**BRIEF**
Quote the material below exactly as written, from the first line to the line that holds "the default *.pdb)", endpoints included.

**RECORDS PROVIDED**
⁂

//! CLI argument parsing using clap.

use clap::Parser;
use std::path::PathBuf;

/// Package a directory tree into a ZIP archive, skipping excluded files.
#[derive(Parser, Debug)]
#[command(name = "treepack")]
#[command(author, version, about, long_about = None)]
pub struct Cli {
    #[command(flatten)]
    pub pack: PackArgs,

    /// Enable verbose output and debug logging
    #[arg(short, long)]
    pub verbose: bool,

    /// Suppress non-error output
    #[arg(short, long, conflicts_with = "verbose")]
    pub quiet: bool,

    /// Output results in JSON format
    #[arg(short, long)]
    pub json: bool,
}

#[derive(clap::Args, Debug)]
pub struct PackArgs {
    /// Directory to package (default: the packaging root)
    #[arg(value_name = "SOURCE")]
    pub source: Option<PathBuf>,

    /// Packaging root; entry names are relative to it (default: current directory)
    #[arg(short, long, value_name = "DIR")]
    pub root: Option<PathBuf>,

    /// Output archive path (default: <ROOT>/<NAME>.zip)
    #[arg(short, long, value_name = "FILE", conflicts_with = "name")]
    pub output: Option<PathBuf>,

    /// Archive file name without extension (default: name of the packaging root)
    #[arg(short, long, value_name = "NAME")]
    pub name: Option<String>,

    /// Exclude pattern (glob, can be repeated; replaces the default *.pdb)
    #[arg(long = "exclude", short = 'x', value_name = "PATTERN")]
    pub exclude: Vec<String>,

    /// Do not exclude anything unless --exclude is given
    #[arg(long)]
    pub no_default_excludes: bool,

    /// Compression level (1-9)
    #[arg(short = 'l', long, value_parser = clap::value_parser!(u8).range(1..=9))]
    pub compression_level: Option<u8>,

    /// Descend into symlinked directories
    #[arg(long)]
    pub follow_symlinks: bool,

    /// Keep directory listing order instead of sorting by name
    #[arg(long)]
    pub no_sort: bool,

    /// Match exclude patterns ignoring case
    #[arg(long, conflicts_with = "case_sensitive")]
    pub case_insensitive: bool,

    /// Match exclude patterns respecting case
    #[arg(long)]
    pub case_sensitive: bool,

    /// List the files that would be packaged without writing the archive
    #[arg(long)]
    pub dry_run: bool,
}

impl PackArgs {
    /// Case sensitivity requested on the command line, if any.
    pub const fn case_sensitivity(&self) -> Option<bool> {
        if self.case_insensitive {
            Some(false)
        } else if self.case_sensitive {
            Some(true)
        } else {
            None
        }
    }
}
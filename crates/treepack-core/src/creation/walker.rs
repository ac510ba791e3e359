//! Directory tree walking with exclusion filtering.
//!
//! The walker yields regular files lazily, one per `next()` call, so the
//! archive writer can read and compress each file before the next one is
//! discovered. Excluded directories are pruned before descent.

use crate::PackError;
use crate::Result;
use crate::creation::config::PackConfig;
use crate::creation::config::normalize_path;
use crate::creation::filters::ExcludeSet;
use crate::types::RelativePath;
use std::path::Path;
use std::path::PathBuf;
use tracing::debug;
use walkdir::DirEntry;
use walkdir::WalkDir;

/// Walks the source root, yielding every regular file not excluded by the
/// configured patterns.
///
/// This walker handles:
/// - Pattern-based exclusion on paths relative to the packaging root
/// - Pruning of excluded directories (their subtree is never listed)
/// - Symlink policy (see [`PackConfig::follow_symlinks`])
/// - Deterministic per-directory ordering when `sort_entries` is set
///
/// # Examples
///
/// ```no_run
/// use treepack_core::PackConfig;
/// use treepack_core::creation::walker::FilteredWalker;
///
/// let config = PackConfig::new("/build/MyMod").with_source_root("/build/MyMod/GameData");
/// let walker = FilteredWalker::new(&config)?;
///
/// for entry in walker.walk() {
///     println!("{}", entry?.relative);
/// }
/// # Ok::<(), treepack_core::PackError>(())
/// ```
#[derive(Debug)]
pub struct FilteredWalker<'a> {
    config: &'a PackConfig,
    excludes: ExcludeSet,
    skip_paths: Vec<PathBuf>,
}

impl<'a> FilteredWalker<'a> {
    /// Creates a walker for `config`, compiling its exclusion patterns.
    ///
    /// # Errors
    ///
    /// Returns `PackError::InvalidPattern` if a pattern cannot be compiled.
    pub fn new(config: &'a PackConfig) -> Result<Self> {
        Ok(Self {
            config,
            excludes: config.exclude_set()?,
            skip_paths: Vec::new(),
        })
    }

    /// Never yields `path`, even if it lies under the source root.
    ///
    /// Used to keep the archive being written out of its own contents.
    #[must_use]
    pub fn skip_path<P: AsRef<Path>>(mut self, path: P) -> Self {
        self.skip_paths.push(normalize_path(path.as_ref()));
        self
    }

    /// Returns a lazy iterator over the files to package.
    ///
    /// Directories are traversed but never yielded. Any error listing a
    /// directory or reading metadata is yielded as `Err`; callers are
    /// expected to stop at the first one.
    pub fn walk(&self) -> impl Iterator<Item = Result<PackEntry>> + '_ {
        let mut walker = WalkDir::new(&self.config.source_root)
            .min_depth(1)
            .follow_links(self.config.follow_symlinks);
        if self.config.sort_entries {
            walker = walker.sort_by_file_name();
        }

        walker
            .into_iter()
            .filter_entry(move |entry| self.keep(entry))
            .filter_map(move |entry| match entry {
                Ok(entry) => self.build_entry(&entry).transpose(),
                Err(e) => Some(Err(self.walk_error(e))),
            })
    }

    /// Decides whether an entry is visited at all. Returning `false` for a
    /// directory prunes its subtree.
    fn keep(&self, entry: &DirEntry) -> bool {
        let path = entry.path();

        if !self.skip_paths.is_empty()
            && self.skip_paths.contains(&normalize_path(path))
        {
            debug!(path = %path.display(), "skipping output archive");
            return false;
        }

        // Paths that cannot be made relative are kept so that `build_entry`
        // reports the error instead of silently dropping them.
        let Ok(relative) = RelativePath::from_root(path, &self.config.packaging_root) else {
            return true;
        };

        if let Some(pattern) = self.excludes.first_match(&relative) {
            debug!(path = %relative, pattern, "excluded");
            return false;
        }

        true
    }

    /// Builds a `PackEntry` from a `walkdir::DirEntry`.
    ///
    /// Returns `Ok(None)` for entries that are traversed or skipped rather
    /// than packaged.
    fn build_entry(&self, entry: &DirEntry) -> Result<Option<PackEntry>> {
        let path = entry.path();
        let file_type = entry.file_type();

        if file_type.is_dir() {
            return Ok(None);
        }

        let metadata = if file_type.is_symlink() {
            // Only reached when not following links: inspect the target.
            let target = std::fs::metadata(path).map_err(|source| PackError::Walk {
                path: path.to_path_buf(),
                source,
            })?;
            if target.is_dir() {
                debug!(path = %path.display(), "skipping symlinked directory");
                return Ok(None);
            }
            target
        } else {
            entry.metadata().map_err(|e| self.walk_error(e))?
        };

        if !metadata.is_file() {
            debug!(path = %path.display(), "skipping special file");
            return Ok(None);
        }

        let relative = RelativePath::from_root(path, &self.config.packaging_root)?;

        Ok(Some(PackEntry {
            path: path.to_path_buf(),
            relative,
            size: metadata.len(),
        }))
    }

    fn walk_error(&self, err: walkdir::Error) -> PackError {
        let path = err
            .path()
            .map_or_else(|| self.config.source_root.clone(), Path::to_path_buf);
        let message = err.to_string();
        let source = err
            .into_io_error()
            .unwrap_or_else(|| std::io::Error::other(message));
        PackError::Walk { path, source }
    }
}

/// A regular file selected for packaging.
#[derive(Debug, Clone, PartialEq, Eq)]
pub struct PackEntry {
    /// Full filesystem path as discovered by the walk.
    pub path: PathBuf,

    /// Path relative to the packaging root; also the archive entry name.
    pub relative: RelativePath,

    /// Size in bytes at the time the entry was listed.
    pub size: u64,
}

/// Collects every entry the walker would yield.
///
/// The packing pipeline never calls this; it exists for dry runs and
/// inspection, where holding the whole list is acceptable.
///
/// # Errors
///
/// Returns the first pattern, traversal or metadata error.
pub fn collect_entries(config: &PackConfig) -> Result<Vec<PackEntry>> {
    FilteredWalker::new(config)?.walk().collect()
}
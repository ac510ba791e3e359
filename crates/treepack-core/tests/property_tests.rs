//! Property-based tests for path normalization and exclusion matching.
//!
//! These tests use proptest to generate arbitrary names and trees and check
//! that matching and packaging invariants hold across them.

#![allow(clippy::unwrap_used, clippy::expect_used)]

use std::collections::BTreeSet;
use std::fs;
use std::fs::File;
use std::path::PathBuf;

use proptest::prelude::*;
use tempfile::TempDir;
use treepack_core::PackConfig;
use treepack_core::RelativePath;
use treepack_core::creation::filters::ExcludePattern;
use treepack_core::creation::filters::ExcludeSet;
use treepack_core::pack_tree;
use zip::ZipArchive;

fn component() -> impl Strategy<Value = String> {
    "[a-zA-Z0-9_-]{1,12}"
}

proptest! {
    /// Either separator normalizes to the same forward-slash path.
    #[test]
    fn prop_separators_normalize(components in prop::collection::vec(component(), 1..6)) {
        let forward = RelativePath::new(&components.join("/")).unwrap();
        let backward = RelativePath::new(&components.join("\\")).unwrap();

        prop_assert_eq!(&forward, &backward);
        prop_assert_eq!(forward.as_str(), components.join("/"));
        prop_assert_eq!(forward.depth(), components.len());
        prop_assert_eq!(forward.file_name(), components.last().unwrap().as_str());
    }

    /// A path built by joining onto a root comes back unchanged.
    #[test]
    fn prop_from_root_matches_new(components in prop::collection::vec(component(), 1..6)) {
        let root = PathBuf::from("/packaging/root");
        let full = components.iter().fold(root.clone(), |acc, c| acc.join(c));

        let from_root = RelativePath::from_root(&full, &root).unwrap();
        prop_assert_eq!(from_root.as_str(), components.join("/"));
        prop_assert_eq!(from_root.resolve(&root), full);
    }

    /// Any `..` component is rejected.
    #[test]
    fn prop_parent_component_rejected(
        prefix in prop::collection::vec(component(), 0..4),
        suffix in prop::collection::vec(component(), 0..4),
    ) {
        let mut parts = prefix;
        parts.push("..".to_string());
        parts.extend(suffix);
        prop_assert!(RelativePath::new(&parts.join("/")).is_err());
    }

    /// A literal file-name pattern matches that name at any depth.
    #[test]
    fn prop_literal_name_matches_at_any_depth(
        dirs in prop::collection::vec(component(), 0..5),
        name in component(),
    ) {
        let pattern = ExcludePattern::new(&name, true).unwrap();
        let mut parts = dirs;
        parts.push(name);
        let path = RelativePath::new(&parts.join("/")).unwrap();
        prop_assert!(pattern.matches(&path));
    }

    /// `*.ext` matches exactly the names ending in `.ext`.
    #[test]
    fn prop_extension_pattern(
        dirs in prop::collection::vec(component(), 0..4),
        stem in component(),
        ext in "[a-z]{1,4}",
        other in "[a-z]{1,4}",
    ) {
        let pattern = ExcludePattern::new(&format!("*.{ext}"), true).unwrap();
        let prefix = if dirs.is_empty() { String::new() } else { format!("{}/", dirs.join("/")) };

        let hit = RelativePath::new(&format!("{prefix}{stem}.{ext}")).unwrap();
        prop_assert!(pattern.matches(&hit));

        let miss = RelativePath::new(&format!("{prefix}{stem}.{ext}.{other}")).unwrap();
        prop_assert_eq!(pattern.matches(&miss), other == ext);
    }

    /// An anchored pattern matches its own path and nothing deeper.
    #[test]
    fn prop_anchored_pattern_is_exact(
        components in prop::collection::vec(component(), 1..5),
        extra in component(),
    ) {
        let joined = components.join("/");
        let pattern = ExcludePattern::new(&format!("/{joined}"), true).unwrap();

        prop_assert!(pattern.matches(&RelativePath::new(&joined).unwrap()));
        let deeper = format!("{extra}/{joined}");
        prop_assert!(!pattern.matches(&RelativePath::new(&deeper).unwrap()));
    }

    /// Case-insensitive matching ignores ASCII case on both sides.
    #[test]
    fn prop_case_insensitive(name in "[a-z]{1,10}", ext in "[a-z]{1,4}") {
        let pattern = ExcludePattern::new(&format!("*.{}", ext.to_uppercase()), false).unwrap();
        let path = RelativePath::new(&format!("{name}.{ext}")).unwrap();
        prop_assert!(pattern.matches(&path));
    }

    /// An empty pattern set never excludes anything.
    #[test]
    fn prop_empty_set_matches_nothing(components in prop::collection::vec(component(), 1..6)) {
        let set = ExcludeSet::new::<&str>(&[], true).unwrap();
        prop_assert!(!set.matches(&RelativePath::new(&components.join("/")).unwrap()));
    }
}

proptest! {
    #![proptest_config(ProptestConfig::with_cases(16))]

    /// The archive holds exactly the files not excluded by `*.pdb`.
    #[test]
    fn prop_archive_holds_exactly_unexcluded_files(
        files in prop::collection::btree_set(
            (prop::collection::vec("[a-d]{1,3}", 0..3), "[a-z]{1,6}", prop::sample::select(vec!["txt", "pdb", "cfg"])),
            0..12,
        )
    ) {
        let temp = TempDir::new().unwrap();
        let root = temp.path().join("root");
        fs::create_dir(&root).unwrap();
        let output = temp.path().join("out.zip");

        let mut expected = BTreeSet::new();
        for (dirs, stem, ext) in &files {
            // Directory names use a disjoint alphabet from stems with
            // extensions, so a file path never collides with a directory.
            let dir = dirs.iter().fold(root.clone(), |acc, d| acc.join(d));
            fs::create_dir_all(&dir).unwrap();
            fs::write(dir.join(format!("{stem}.{ext}")), stem).unwrap();

            if *ext != "pdb" {
                let mut parts = dirs.clone();
                parts.push(format!("{stem}.{ext}"));
                expected.insert(parts.join("/"));
            }
        }

        let config = PackConfig::new(&root).with_output_path(&output);
        let report = pack_tree(&config).unwrap();

        let archive = ZipArchive::new(File::open(&output).unwrap()).unwrap();
        let names: BTreeSet<String> = archive.file_names().map(String::from).collect();
        prop_assert_eq!(report.files_added, expected.len());
        prop_assert_eq!(names, expected);
    }
}
//! Archive creation module.
//!
//! This module walks a source tree, filters it through exclusion patterns
//! and streams the surviving files into a ZIP archive.

pub mod filters;
pub mod walker;

pub mod config;
pub mod packer;
pub mod report;
pub mod zip;

// Re-exports for public API
pub use config::PackConfig;
pub use filters::ExcludePattern;
pub use filters::ExcludeSet;
pub use packer::Packer;
pub use report::PackReport;
pub use walker::FilteredWalker;
pub use walker::PackEntry;
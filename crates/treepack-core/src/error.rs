//! Error types for packaging operations.

use std::path::Path;
use std::path::PathBuf;
use thiserror::Error;

/// Result type alias using `PackError`.
pub type Result<T> = std::result::Result<T, PackError>;

/// Errors that can occur while walking a tree or writing an archive.
///
/// Every variant is fatal to the run that produced it. A partially written
/// archive left behind by a failed run must not be trusted.
#[derive(Error, Debug)]
pub enum PackError {
    /// I/O operation failed.
    #[error("I/O error: {0}")]
    Io(#[from] std::io::Error),

    /// Listing a directory or reading entry metadata failed during traversal.
    #[error("cannot walk {}: {source}", path.display())]
    Walk {
        /// Path whose listing or metadata could not be read.
        path: PathBuf,
        /// Underlying I/O error.
        source: std::io::Error,
    },

    /// A file could not be opened or read while being packaged.
    #[error("cannot read {}: {source}", path.display())]
    ReadFile {
        /// The file being packaged.
        path: PathBuf,
        /// Underlying I/O error.
        source: std::io::Error,
    },

    /// An existing archive at the output path could not be deleted.
    #[error("cannot remove existing output {}: {source}", path.display())]
    RemoveOutput {
        /// The output path.
        path: PathBuf,
        /// Underlying I/O error.
        source: std::io::Error,
    },

    /// The output archive could not be created.
    #[error("cannot create output {}: {source}", path.display())]
    CreateOutput {
        /// The output path.
        path: PathBuf,
        /// Underlying I/O error.
        source: std::io::Error,
    },

    /// A file appeared at the output path between deletion and creation.
    #[error("output already exists: {}", path.display())]
    OutputExists {
        /// The output path.
        path: PathBuf,
    },

    /// The output path names a directory.
    #[error("output path is a directory: {}", path.display())]
    OutputIsDirectory {
        /// The output path.
        path: PathBuf,
    },

    /// Source root does not exist.
    #[error("source not found: {}", path.display())]
    SourceNotFound {
        /// The missing source path.
        path: PathBuf,
    },

    /// Source root exists but is not a directory.
    #[error("source is not a directory: {}", path.display())]
    SourceNotDirectory {
        /// The source path.
        path: PathBuf,
    },

    /// Source root is not the packaging root or one of its descendants.
    #[error(
        "source {} is not under packaging root {}",
        source_root.display(),
        packaging_root.display()
    )]
    SourceOutsideRoot {
        /// Configured source root.
        source_root: PathBuf,
        /// Configured packaging root.
        packaging_root: PathBuf,
    },

    /// A walked path does not lie under the packaging root.
    #[error("path {} is not under root {}", path.display(), root.display())]
    OutsideRoot {
        /// The offending path.
        path: PathBuf,
        /// The packaging root.
        root: PathBuf,
    },

    /// A path component is not valid UTF-8 and cannot become an entry name.
    #[error("path is not valid UTF-8: {}", path.display())]
    NonUtf8Path {
        /// The offending path.
        path: PathBuf,
    },

    /// A relative path failed validation.
    #[error("invalid relative path '{path}': {reason}")]
    InvalidRelativePath {
        /// The rejected path.
        path: String,
        /// Why it was rejected.
        reason: &'static str,
    },

    /// An exclusion pattern could not be compiled.
    #[error("invalid exclude pattern '{pattern}': {reason}")]
    InvalidPattern {
        /// The rejected pattern.
        pattern: String,
        /// Why it was rejected.
        reason: &'static str,
    },

    /// Compression level outside 1-9.
    #[error("invalid compression level {level}, must be 1-9")]
    InvalidCompressionLevel {
        /// The rejected level.
        level: u8,
    },

    /// The ZIP writer reported an error other than I/O.
    #[error("ZIP error: {0}")]
    Zip(#[source] zip::result::ZipError),
}

impl PackError {
    /// Returns `true` if this error comes from the filesystem.
    ///
    /// # Examples
    ///
    /// ```
    /// use std::path::PathBuf;
    /// use treepack_core::PackError;
    ///
    /// let err = PackError::ReadFile {
    ///     path: PathBuf::from("a.txt"),
    ///     source: std::io::Error::other("gone"),
    /// };
    /// assert!(err.is_io_error());
    ///
    /// let err = PackError::InvalidCompressionLevel { level: 0 };
    /// assert!(!err.is_io_error());
    /// ```
    #[must_use]
    pub const fn is_io_error(&self) -> bool {
        matches!(
            self,
            Self::Io(_)
                | Self::Walk { .. }
                | Self::ReadFile { .. }
                | Self::RemoveOutput { .. }
                | Self::CreateOutput { .. }
        )
    }

    /// Returns `true` if this error was caused by invalid configuration and
    /// was raised before any output was touched.
    ///
    /// # Examples
    ///
    /// ```
    /// use treepack_core::PackError;
    ///
    /// let err = PackError::InvalidPattern {
    ///     pattern: String::new(),
    ///     reason: "empty pattern",
    /// };
    /// assert!(err.is_config_error());
    /// ```
    #[must_use]
    pub const fn is_config_error(&self) -> bool {
        matches!(
            self,
            Self::SourceNotFound { .. }
                | Self::SourceNotDirectory { .. }
                | Self::SourceOutsideRoot { .. }
                | Self::OutputIsDirectory { .. }
                | Self::InvalidPattern { .. }
                | Self::InvalidCompressionLevel { .. }
        )
    }

    /// Returns the filesystem path this error refers to, if any.
    #[must_use]
    pub fn path(&self) -> Option<&Path> {
        match self {
            Self::Walk { path, .. }
            | Self::ReadFile { path, .. }
            | Self::RemoveOutput { path, .. }
            | Self::CreateOutput { path, .. }
            | Self::OutputExists { path }
            | Self::OutputIsDirectory { path }
            | Self::SourceNotFound { path }
            | Self::SourceNotDirectory { path }
            | Self::OutsideRoot { path, .. }
            | Self::NonUtf8Path { path } => Some(path),
            Self::SourceOutsideRoot { source_root, .. } => Some(source_root),
            _ => None,
        }
    }
}

impl From<zip::result::ZipError> for PackError {
    fn from(err: zip::result::ZipError) -> Self {
        match err {
            zip::result::ZipError::Io(io) => Self::Io(io),
            other => Self::Zip(other),
        }
    }
}
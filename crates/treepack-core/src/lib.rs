//! Directory-to-ZIP packaging library.
//!
//! `treepack-core` walks a directory tree, drops anything matching a set of
//! glob exclusion patterns (`*.pdb` by default), and streams the remaining
//! files into a Deflate-compressed ZIP archive. Entry names are the file
//! paths relative to a packaging root, always with `/` separators.
//!
//! Any archive from a previous run is deleted before the new one is
//! created, and the archive being written is never packaged into itself.
//!
//! # Examples
//!
//! ```no_run
//! use treepack_core::PackConfig;
//! use treepack_core::pack_tree;
//!
//! # fn main() -> Result<(), Box<dyn std::error::Error>> {
//! let config = PackConfig::new("/build/VesselAutoRenamer")
//!     .with_source_root("/build/VesselAutoRenamer/GameData");
//! let report = pack_tree(&config)?;
//! println!("Packaged {} files into {}", report.files_added, report.output_path.display());
//! # Ok(())
//! # }
//! ```

#![deny(unsafe_code)]
#![warn(missing_docs)]

pub mod api;
pub mod creation;
pub mod error;
pub mod report;
pub mod types;

// Re-export main API types
pub use api::pack_tree;
pub use api::pack_tree_with_progress;
pub use creation::FilteredWalker;
pub use creation::PackConfig;
pub use creation::PackEntry;
pub use creation::PackReport;
pub use creation::Packer;
pub use error::PackError;
pub use error::Result;
pub use report::NoopProgress;
pub use report::ProgressCallback;
pub use types::RelativePath;
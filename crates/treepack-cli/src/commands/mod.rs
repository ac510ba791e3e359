//! Command implementations.

pub mod pack;
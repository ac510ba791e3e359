//! Builder for packaging runs with a fluent API.

use std::path::Path;

use crate::NoopProgress;
use crate::ProgressCallback;
use crate::creation::config::PackConfig;
use crate::creation::report::PackReport;
use crate::creation::walker::FilteredWalker;
use crate::creation::walker::PackEntry;
use crate::error::Result;

/// Builder for packaging a directory tree into a ZIP archive.
///
/// # Examples
///
/// ```no_run
/// use treepack_core::Packer;
///
/// let report = Packer::new("/build/VesselAutoRenamer")
///     .source("/build/VesselAutoRenamer/GameData")
///     .exclude("*.mdb")
///     .compression_level(9)
///     .pack()?;
///
/// println!("Packaged {} files", report.files_added);
/// # Ok::<(), treepack_core::PackError>(())
/// ```
#[derive(Debug, Clone)]
pub struct Packer {
    config: PackConfig,
}

impl Packer {
    /// Creates a packer rooted at `packaging_root` with default settings.
    ///
    /// The source root defaults to the packaging root and the output to
    /// `<packaging_root>/<packaging_root name>.zip`.
    #[must_use]
    pub fn new<P: AsRef<Path>>(packaging_root: P) -> Self {
        Self {
            config: PackConfig::new(packaging_root),
        }
    }

    /// Sets the directory to walk.
    #[must_use]
    pub fn source<P: AsRef<Path>>(mut self, path: P) -> Self {
        self.config.source_root = path.as_ref().to_path_buf();
        self
    }

    /// Sets the archive path.
    #[must_use]
    pub fn output<P: AsRef<Path>>(mut self, path: P) -> Self {
        self.config.output_path = path.as_ref().to_path_buf();
        self
    }

    /// Appends an exclusion pattern to the current set.
    ///
    /// # Examples
    ///
    /// ```
    /// use treepack_core::Packer;
    ///
    /// let packer = Packer::new("/build").exclude("*.log").exclude("Backups");
    /// assert_eq!(packer.settings().exclude_patterns, ["*.pdb", "*.log", "Backups"]);
    /// ```
    #[must_use]
    pub fn exclude<S: Into<String>>(mut self, pattern: S) -> Self {
        self.config.exclude_patterns.push(pattern.into());
        self
    }

    /// Replaces the exclusion patterns, dropping the defaults.
    #[must_use]
    pub fn exclude_patterns<I, S>(mut self, patterns: I) -> Self
    where
        I: IntoIterator<Item = S>,
        S: Into<String>,
    {
        self.config.exclude_patterns = patterns.into_iter().map(Into::into).collect();
        self
    }

    /// Sets whether pattern matching is case-sensitive.
    #[must_use]
    pub fn case_sensitive(mut self, case_sensitive: bool) -> Self {
        self.config.case_sensitive = case_sensitive;
        self
    }

    /// Sets whether symlinked directories are descended into.
    #[must_use]
    pub fn follow_symlinks(mut self, follow: bool) -> Self {
        self.config.follow_symlinks = follow;
        self
    }

    /// Sets whether children are visited in file-name order.
    #[must_use]
    pub fn sort_entries(mut self, sort: bool) -> Self {
        self.config.sort_entries = sort;
        self
    }

    /// Sets the compression level (1-9). Checked when the packer runs.
    #[must_use]
    pub fn compression_level(mut self, level: u8) -> Self {
        self.config.compression_level = level;
        self
    }

    /// Sets whether Unix permissions are recorded.
    #[must_use]
    pub fn preserve_permissions(mut self, preserve: bool) -> Self {
        self.config.preserve_permissions = preserve;
        self
    }

    /// Replaces the whole configuration.
    #[must_use]
    pub fn config(mut self, config: PackConfig) -> Self {
        self.config = config;
        self
    }

    /// Returns the configuration the packer will run with.
    #[must_use]
    pub fn settings(&self) -> &PackConfig {
        &self.config
    }

    /// Packages the tree.
    ///
    /// # Errors
    ///
    /// Returns configuration errors before touching the output, then any
    /// traversal, read or write error from the run.
    pub fn pack(&self) -> Result<PackReport> {
        self.pack_with_progress(&mut NoopProgress)
    }

    /// Packages the tree, reporting progress for every entry.
    pub fn pack_with_progress(&self, progress: &mut dyn ProgressCallback) -> Result<PackReport> {
        crate::api::pack_tree_with_progress(&self.config, progress)
    }

    /// Lists the entries a run would package without writing anything.
    ///
    /// An existing archive at the output path is left untouched and is
    /// never listed.
    pub fn dry_run(&self) -> Result<Vec<PackEntry>> {
        self.config.validate()?;
        FilteredWalker::new(&self.config)?
            .skip_path(&self.config.output_path)
            .walk()
            .collect()
    }
}
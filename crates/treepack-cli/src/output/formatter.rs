//! Output formatter trait for CLI results.

use anyhow::Result;
use serde::Serialize;
use std::path::Path;
use treepack_core::PackEntry;
use treepack_core::PackReport;
use treepack_core::RelativePath;

/// Common output formatter trait
pub trait OutputFormatter {
    /// Announce a file as it is added to the archive
    fn format_entry(&self, path: &RelativePath);

    /// Format the result of a packaging run
    fn format_pack_result(&self, report: &PackReport, entries: &[String]) -> Result<()>;

    /// Format the entries a dry run would package
    fn format_dry_run(&self, output_path: &Path, entries: &[PackEntry]) -> Result<()>;

    /// Format error message
    fn format_error(&self, error: &anyhow::Error);
}

/// Generic JSON output structure
#[derive(Debug, Serialize)]
pub struct JsonOutput<T> {
    pub operation: String,
    pub status: Status,
    #[serde(skip_serializing_if = "Option::is_none")]
    pub data: Option<T>,
    #[serde(skip_serializing_if = "Option::is_none")]
    pub error: Option<String>,
}

#[derive(Debug, Serialize)]
#[serde(rename_all = "lowercase")]
pub enum Status {
    Success,
    Error,
}

impl<T: Serialize> JsonOutput<T> {
    pub fn success(operation: impl Into<String>, data: T) -> Self {
        Self {
            operation: operation.into(),
            status: Status::Success,
            data: Some(data),
            error: None,
        }
    }
}

impl JsonOutput<()> {
    pub fn error(operation: impl Into<String>, error: impl Into<String>) -> Self {
        Self {
            operation: operation.into(),
            status: Status::Error,
            data: None,
            error: Some(error.into()),
        }
    }
}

⁂

**TASK OUTPUT**
//! CLI argument parsing using clap.

use clap::Parser;
use std::path::PathBuf;

/// Package a directory tree into a ZIP archive, skipping excluded files.
#[derive(Parser, Debug)]
#[command(name = "treepack")]
#[command(author, version, about, long_about = None)]
pub struct Cli {
    #[command(flatten)]
    pub pack: PackArgs,

    /// Enable verbose output and debug logging
    #[arg(short, long)]
    pub verbose: bool,

    /// Suppress non-error output
    #[arg(short, long, conflicts_with = "verbose")]
    pub quiet: bool,

    /// Output results in JSON format
    #[arg(short, long)]
    pub json: bool,
}

#[derive(clap::Args, Debug)]
pub struct PackArgs {
    /// Directory to package (default: the packaging root)
    #[arg(value_name = "SOURCE")]
    pub source: Option<PathBuf>,

    /// Packaging root; entry names are relative to it (default: current directory)
    #[arg(short, long, value_name = "DIR")]
    pub root: Option<PathBuf>,

    /// Output archive path (default: <ROOT>/<NAME>.zip)
    #[arg(short, long, value_name = "FILE", conflicts_with = "name")]
    pub output: Option<PathBuf>,

    /// Archive file name without extension (default: name of the packaging root)
    #[arg(short, long, value_name = "NAME")]
    pub name: Option<String>,

    /// Exclude pattern (glob, can be repeated; replaces the default *.pdb)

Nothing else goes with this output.